* Action item *
When you reach the line that contains "connection was closed." in the entries below, begin returning lines exactly as written and continue through the last one.

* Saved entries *

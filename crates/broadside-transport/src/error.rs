/// Errors that can occur in the transport layer.
#[derive(Debug, thiserror::Error)]
pub enum TransportError {
    /// The connection was closed.
    #[error("connection closed: {0}")]
    ConnectionClosed(String),

    /// Sending data failed.
    #[error("send failed: {0}")]
    SendFailed(#[source] std::io::Error),

    /// Receiving data failed.
    #[error("receive failed: {0}")]
    ReceiveFailed(#[source] std::io::Error),

    /// Binding or accepting connections failed.
    #[error("accept failed: {0}")]
    AcceptFailed(#[source] std::io::Error),

    /// Connecting to a remote server failed.
    #[error("connect failed: {0}")]
    ConnectFailed(#[source] std::io::Error),
}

* Task result *
    /// The connection was closed.
    #[error("connection closed: {0}")]
    ConnectionClosed(String),

    /// Sending data failed.
    #[error("send failed: {0}")]
    SendFailed(#[source] std::io::Error),

    /// Receiving data failed.
    #[error("receive failed: {0}")]
    ReceiveFailed(#[source] std::io::Error),

    /// Binding or accepting connections failed.
    #[error("accept failed: {0}")]
    AcceptFailed(#[source] std::io::Error),

    /// Connecting to a remote server failed.
    #[error("connect failed: {0}")]
    ConnectFailed(#[source] std::io::Error),
}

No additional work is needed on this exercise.